Now, the initial case presentation was almost five years ago, and I can tell you that her TPO antibodies have remained very low this whole time. They will kind of wax and wane a little bit, but her most recent set of labs, it’s around 150.

Now, here’s the thing. Is this person 100% strict AIP the whole time, her whole life? No. Just like most people, she’ll go through periods of time where she’s very strict about it and feel… What happens is we all start to feel a little bit better, and then we’ll kind of get a little bit more lax on it, or life happens, stresses happen, families in town, so on and so forth. You might get a little loose for a little while and then kind of get back to it.

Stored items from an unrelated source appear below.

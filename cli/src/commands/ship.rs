//! `logship ship`: configure log shipping for an app.

use std::collections::BTreeMap;

use anyhow::{Context, Result};
use clap::Args;

use crate::app::AppContext;
use crate::application::services::config_service;
use crate::application::services::ship_setup::{SetupOptions, run_setup};
use crate::domain::parse_secret_assignment;

/// Arguments for the ship command.
#[derive(Args)]
pub struct ShipArgs {
    /// App whose logs should be shipped
    #[arg(short, long, env = "FLY_APP")]
    pub app: String,

    /// Logging provider slug (see `logship providers`)
    #[arg(long)]
    pub provider: Option<String>,

    /// Provider variable as KEY=VALUE; repeatable
    #[arg(long = "set", value_name = "KEY=VALUE")]
    pub set: Vec<String>,

    /// Never prompt; fail when input is missing
    #[arg(short, long)]
    pub yes: bool,
}

/// Run the ship command.
///
/// # Errors
///
/// Returns an error if input is invalid, no access token is available, or
/// any step of the setup fails.
pub async fn run(app: &AppContext, args: ShipArgs) -> Result<()> {
    let presets = parse_presets(&args.set)?;
    let config = config_service::load_config(&app.config_store)?;

    let api = app.graphql_client(&config)?;
    let machines = app.machines_client(&config)?;
    let prompter = app.prompter();
    let reporter = app.terminal_reporter();

    tracing::info!(app = %args.app, provider = ?args.provider, "starting log shipping setup");

    let report = run_setup(
        &api,
        &machines,
        &prompter,
        &reporter,
        &args.app,
        SetupOptions {
            provider: args.provider.as_deref(),
            presets,
            settings: &config.shipper,
        },
    )
    .await
    .with_context(|| format!("setting up log shipping for {}", args.app))?;
    reporter.finish();

    app.renderer().render_setup(&report)
}

fn parse_presets(raw: &[String]) -> Result<BTreeMap<String, String>> {
    let mut presets = BTreeMap::new();
    for item in raw {
        let (key, value) = parse_secret_assignment(item)?;
        presets.insert(key, value);
    }
    Ok(presets)
}
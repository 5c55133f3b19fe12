//! logship - ship an application's logs to an external provider

use std::process::ExitCode;

use clap::Parser;
use tracing_subscriber::EnvFilter;

use logship_cli::cli::Cli;
use logship_cli::output::json;

fn init_tracing(verbose: bool) {
    let default = if verbose { "warn,logship_cli=debug" } else { "warn" };
    tracing_subscriber::fmt()
        .with_env_filter(
            EnvFilter::try_from_default_env().unwrap_or_else(|_| EnvFilter::new(default)),
        )
        .with_writer(std::io::stderr)
        .with_target(false)
        .init();
}

#[tokio::main]
async fn main() -> ExitCode {
    let cli = Cli::parse();
    init_tracing(cli.verbose);
    let as_json = cli.json;

    match cli.run().await {
        Ok(()) => ExitCode::SUCCESS,
        Err(e) => {
            tracing::debug!(error = ?e, "command failed");
            match json::format_error(&format!("{e:#}"), json::error_code(&e)) {
                Ok(body) if as_json => println!("{body}"),
                _ => eprintln!("Error: {e:#}"),
            }
            ExitCode::FAILURE
        }
    }
}
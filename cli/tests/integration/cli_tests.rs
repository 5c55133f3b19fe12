//! Integration tests for the CLI surface: help, version and providers.

#![allow(clippy::expect_used)]

use assert_cmd::Command;
use predicates::prelude::*;

fn logship() -> Command {
    let mut cmd = Command::new(assert_cmd::cargo::cargo_bin!("logship"));
    cmd.env("NO_COLOR", "1");
    cmd
}

#[test]
fn no_args_shows_help_and_exits_two() {
    logship().assert().code(2).stderr(predicate::str::contains(
        "Ship an application's logs to an external provider",
    ));
}

#[test]
fn help_lists_commands() {
    logship()
        .arg("--help")
        .assert()
        .success()
        .stdout(predicate::str::contains("ship"))
        .stdout(predicate::str::contains("providers"))
        .stdout(predicate::str::contains("config"));
}

#[test]
fn help_does_not_leak_access_token() {
    logship()
        .args(["ship", "--help"])
        .env("FLY_API_TOKEN", "very-secret-token")
        .assert()
        .success()
        .stdout(predicate::str::contains("--provider"))
        .stdout(predicate::str::contains("very-secret-token").not());
}

#[test]
fn version_command_shows_version() {
    logship()
        .arg("version")
        .assert()
        .success()
        .stdout(predicate::str::contains("logship 0.1.0"));
}

#[test]
fn version_command_json_outputs_valid_json() {
    logship()
        .args(["version", "--json"])
        .assert()
        .success()
        .stdout(predicate::str::contains(r#""version": "0.1.0""#));
}

#[test]
fn providers_lists_registry() {
    logship()
        .arg("providers")
        .assert()
        .success()
        .stdout(predicate::str::contains("datadog"))
        .stdout(predicate::str::contains("DATADOG_API_KEY"))
        .stdout(predicate::str::contains("[auto]"));
}

#[test]
fn providers_json_is_parseable() {
    let output = logship()
        .args(["providers", "--json"])
        .output()
        .expect("run");
    assert!(output.status.success());
    let v: serde_json::Value = serde_json::from_slice(&output.stdout).expect("valid json");
    let providers = v["providers"].as_array().expect("array");
    assert_eq!(providers.len(), 15);
    assert!(
        providers
            .iter()
            .any(|p| p["slug"] == "logtail" && p["auto"] == true)
    );
}

#[test]
fn conventional_no_color_values_are_accepted() {
    for value in ["1", "yes", ""] {
        logship()
            .arg("providers")
            .env("NO_COLOR", value)
            .assert()
            .success()
            .stdout(predicate::str::contains("\x1b[").not());
    }
}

So this person did a really strict AIP reset at the beginning, which really helped me to get those thyroid antibodies down and has maintained an AIP/Paleo lifestyle for the most part. She now has her own version of what works for her.

I wanted to present this case to highlight what it typically might look like for someone with Hashimoto’s. For most patients, it’s not going to be a quick, easy, three-month gut healing protocol and you’re good to go. Most patients with autoimmune disease, when you start working with a functional medicine provider, unless it’s just started and it’s very easy to turn around, but it definitely takes time. And I will tell you on average to get where you really need to go, it’s a year or two of really kind of work in the plan and protocol. Again, unless it just happened to you and it’s a very obvious one or two things that have contributed to your autoimmune disease turning on, and we can turn that around very quickly. I actually have seen many of those cases in this practice where patients have low level thyroid antibodies and we’re able to nip it in the bud and they never come back, which is amazing. That’s like the best case scenario.

But for patients that have had Hashimoto’s for a long time, just like this patient, before even coming to see me, it doesn’t mean you can’t do nothing. Look, we got antibodies down from about 3,000 to hanging out around 150-ish. That’s pretty great. That’s a huge reduction in antibodies. So there’s always some headway to be made. It just depends on who you are and how long you’ve had your autoimmune disease going on and what other factors you have, but it is possible to make a difference with functional medicine.

This is Dr. Emily Parke with your Functional Health Minute.